The term “genomic region specific probe” as used herein refers to a probe that selectively hybridizes to a genomic region. In one embodiment a genomic region specific probe can be a probe labelled, for example with a fluorophore and a quencher, such as a TaqMan® probe or a Molecular Beacons probes. In a preferred embodiment, the probe can hybridize to a position of the genomic region that can be subject to hypermethylation according to the inventive method. Hereby, the probe hybridizes to positions with either a methylated CpG or a unmethylated CpG in order to detect methylated or unmethylated CpGs. In a preferred embodiment, two probes are used, e.g. in a methylight (qPCR assay) assay. The first probe hybridizes only to positions with a methylated CpG, the second probe hybridizes only to positions with a unmethylated CpG, wherein the probes are differently labelled and, thus, allow for discrimination between unmethylated and methylated sites in the same sample.

As used herein, the terms “hybridizing to” and “hybridization” are interchangeable used with the term “specific for” and refer to the sequence specific non-covalent binding interactions with a complementary nucleic acid, for example, interactions between a target nucleic acid sequence and a target specific nucleic acid primer or probe. In a preferred embodiment a nucleic acid, which hybridizes is one which hybridizes with a selectivity of greater than 70%, greater than 80%, greater than 90% and most preferably of 100% (i.e. cross hybridization with other DNA species preferably occurs at less than 30%, less than 20%, less than 10%). As would be understood to a person skilled in the art, a nucleic acid, which “hybridizes” to the DNA product of a genomic region of the invention can be determined taking into account the length and composition.
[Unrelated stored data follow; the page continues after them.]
//! Text handed to the keyword scorer and to the embedding service, one per graph node.

use codemap_graph::{CodeGraph, DependencyMap, GraphNode, NodeKind};
use codemap_indexer::{skeleton, SourceReader};
use serde::{Deserialize, Serialize};

/// Bodies longer than this are split into numbered parts
pub const MAX_VECTOR_BODY_CHARS: usize = 3000;

/// Callees listed in a vector document header
const HEADER_USES: usize = 5;

/// One text to embed; a node yields several when its body is split
#[derive(Debug, Clone, PartialEq, Serialize, Deserialize)]
pub struct VectorDocument {
    pub node_id: String,
    pub file: String,
    /// 1-based
    pub part: usize,
    pub total_parts: usize,
    pub text: String,
}

/// Builds keyword and vector documents from the graph and the project sources
pub struct CorpusBuilder<'a> {
    graph: &'a CodeGraph,
    reader: &'a SourceReader,
    deps: &'a DependencyMap,
}

impl<'a> CorpusBuilder<'a> {
    pub fn new(graph: &'a CodeGraph, reader: &'a SourceReader, deps: &'a DependencyMap) -> Self {
        Self {
            graph,
            reader,
            deps,
        }
    }

    /// `(node_id, text)` for every module, class and function node
    pub fn keyword_documents(&self) -> Vec<(String, String)> {
        self.indexable()
            .map(|(node, file)| {
                let body = self.body(node, file).unwrap_or_default();
                (node.id.clone(), keyword_text(node, file, &body))
            })
            .collect()
    }

    pub fn vector_documents(&self) -> Vec<VectorDocument> {
        let mut documents = Vec::new();
        for (node, file) in self.indexable() {
            let Some(body) = self.body(node, file) else {
                continue;
            };
            if body.trim().is_empty() {
                continue;
            }

            let header = self.header(node, file);
            if body.chars().count() <= MAX_VECTOR_BODY_CHARS {
                documents.push(VectorDocument {
                    node_id: node.id.clone(),
                    file: file.to_string(),
                    part: 1,
                    total_parts: 1,
                    text: format!("{header}\n--- FULL BODY ---\n{body}"),
                });
                continue;
            }

            let parts = split_on_lines(&body, MAX_VECTOR_BODY_CHARS);
            let total_parts = parts.len();
            for (i, part) in parts.into_iter().enumerate() {
                documents.push(VectorDocument {
                    node_id: node.id.clone(),
                    file: file.to_string(),
                    part: i + 1,
                    total_parts,
                    text: format!("{header}\n--- PART {} ---\n{part}", i + 1),
                });
            }
        }
        documents
    }

    fn indexable(&self) -> impl Iterator<Item = (&'a GraphNode, &'a str)> {
        self.graph.nodes().filter_map(|(_, node)| {
            let file = node.file.as_deref()?;
            (!node.is_external()).then_some((node, file))
        })
    }

    /// Node source; modules are reduced to their skeleton
    fn body(&self, node: &GraphNode, file: &str) -> Option<String> {
        match self.reader.read_span(file, node.start_line, node.end_line) {
            Ok(code) if node.kind == NodeKind::Module => Some(skeleton(&code)),
            Ok(code) => Some(code),
            Err(e) => {
                log::warn!("Skipping body of {}: {e}", node.id);
                None
            }
        }
    }

    fn header(&self, node: &GraphNode, file: &str) -> String {
        if node.kind == NodeKind::Module {
            return format!("FILE_CONTEXT: {file}\n(Contains Imports, Globals, and Script Logic)\n");
        }

        let mut header = format!("FILE: {file}\nID: {}\nTYPE: {}\n", node.id, node.kind);
        if let Some(callees) = self.deps.get(&node.id) {
            let uses: Vec<&str> = callees
                .iter()
                .take(HEADER_USES)
                .map(|id| codemap_graph::short_name(id))
                .collect();
            header.push_str(&format!("USES: {}\n", uses.join(", ")));
        }
        header
    }
}

/// Searchable text: kind marker, id, label, docstring, parameters, then the body
pub fn keyword_text(node: &GraphNode, file: &str, body: &str) -> String {
    let mut text = match node.kind {
        NodeKind::Module => format!("FILE: {file} MODULE GLOBAL "),
        kind => format!("{kind} "),
    };
    text.push_str(&format!("{} {} ", node.id, node.label));
    if !node.docstring.is_empty() {
        text.push_str(&node.docstring);
        text.push(' ');
    }
    if !node.parameters.is_empty() {
        text.push_str(&node.parameters.join(" "));
        text.push(' ');
    }
    text.push(' ');
    text.push_str(body);
    text
}

/// Split on line boundaries into chunks of at most `max_chars` characters; a single
/// longer line becomes its own chunk
pub fn split_on_lines(text: &str, max_chars: usize) -> Vec<String> {
    let mut chunks = Vec::new();
    let mut current = String::new();
    let mut current_len = 0usize;

    for line in text.lines() {
        let line_len = line.chars().count();
        let needed = if current.is_empty() { line_len } else { line_len + 1 };
        if !current.is_empty() && current_len + needed > max_chars {
            chunks.push(std::mem::take(&mut current));
            current_len = 0;
        }
        if !current.is_empty() {
            current.push('\n');
            current_len += 1;
        }
        current.push_str(line);
        current_len += line_len;
    }
    if !current.is_empty() {
        chunks.push(current);
    }
    chunks
}

#[cfg(test)]
mod tests {
    use super::*;
    use codemap_graph::{BuiltinNames, Linker};
    use codemap_indexer::{index_source, ClassRegistry};
    use pretty_assertions::assert_eq;
    use tempfile::TempDir;

    fn setup(files: &[(&str, &str)]) -> (TempDir, codemap_graph::LinkedGraph) {
        let dir = TempDir::new().unwrap();
        let mut indexes = Vec::new();
        for (path, source) in files {
            std::fs::write(dir.path().join(path), source).unwrap();
            indexes.push(
                index_source(path, source, &ClassRegistry::new(), 300)
                    .unwrap()
                    .index,
            );
        }
        (dir, Linker::new(&BuiltinNames::python()).link(&indexes))
    }

    const SOURCE: &str = "\
import os

def load_config(path):
    \"\"\"Read settings.\"\"\"
    return parse(path)

def parse(path):
    return os.path.exists(path)
";

    #[test]
    fn keyword_documents_cover_modules_and_functions() {
        let (dir, linked) = setup(&[("cfg.py", SOURCE)]);
        let reader = SourceReader::new(dir.path());
        let builder = CorpusBuilder::new(&linked.graph, &reader, &linked.dependency_map);

        let docs = builder.keyword_documents();
        let ids: Vec<&str> = docs.iter().map(|(id, _)| id.as_str()).collect();
        assert_eq!(ids, vec!["cfg", "cfg.load_config", "cfg.parse"]);

        assert!(docs[0].1.starts_with("FILE: cfg.py MODULE GLOBAL cfg cfg "));
        assert!(docs[0].1.contains("... (logic inside function) ..."));
        assert!(docs[1]
            .1
            .starts_with("function cfg.load_config load_config Read settings. path "));
    }

    #[test]
    fn vector_documents_carry_headers() {
        let (dir, linked) = setup(&[("cfg.py", SOURCE)]);
        let reader = SourceReader::new(dir.path());
        let builder = CorpusBuilder::new(&linked.graph, &reader, &linked.dependency_map);

        let docs = builder.vector_documents();
        assert!(docs[0].text.starts_with("FILE_CONTEXT: cfg.py\n"));
        let load = docs.iter().find(|d| d.node_id == "cfg.load_config").unwrap();
        assert!(load
            .text
            .starts_with("FILE: cfg.py\nID: cfg.load_config\nTYPE: function\nUSES: parse\n\n--- FULL BODY ---\n"));
    }

    #[test]
    fn long_bodies_are_split_into_parts() {
        let body: String = (0..400)
            .map(|i| format!("    value_{i} = compute_something({i})\n"))
            .collect();
        let source = format!("def huge():\n{body}");
        let (dir, linked) = setup(&[("big.py", &source)]);
        let reader = SourceReader::new(dir.path());
        let builder = CorpusBuilder::new(&linked.graph, &reader, &linked.dependency_map);

        let parts: Vec<_> = builder
            .vector_documents()
            .into_iter()
            .filter(|d| d.node_id == "big.huge")
            .collect();
        assert!(parts.len() > 1);
        assert_eq!(parts[0].part, 1);
        assert!(parts.iter().all(|p| p.total_parts == parts.len()));
        assert!(parts[1].text.contains("--- PART 2 ---"));
    }

    #[test]
    fn splitting_respects_the_limit() {
        let text = "aaaa\nbbbb\ncccc\ndddddddddddd";
        assert_eq!(
            split_on_lines(text, 9),
            vec!["aaaa\nbbbb", "cccc", "dddddddddddd"]
        );
    }
}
As used herein, “isolated” when used in reference to a nucleic acid means that a naturally occurring sequence has been removed from its normal cellular (e.g. chromosomal) environment or is preferably synthesised in a non-natural environment (e.g. artificially synthesised). Thus, an “isolated” sequence may be in a cell-free solution or placed in a different cellular environment.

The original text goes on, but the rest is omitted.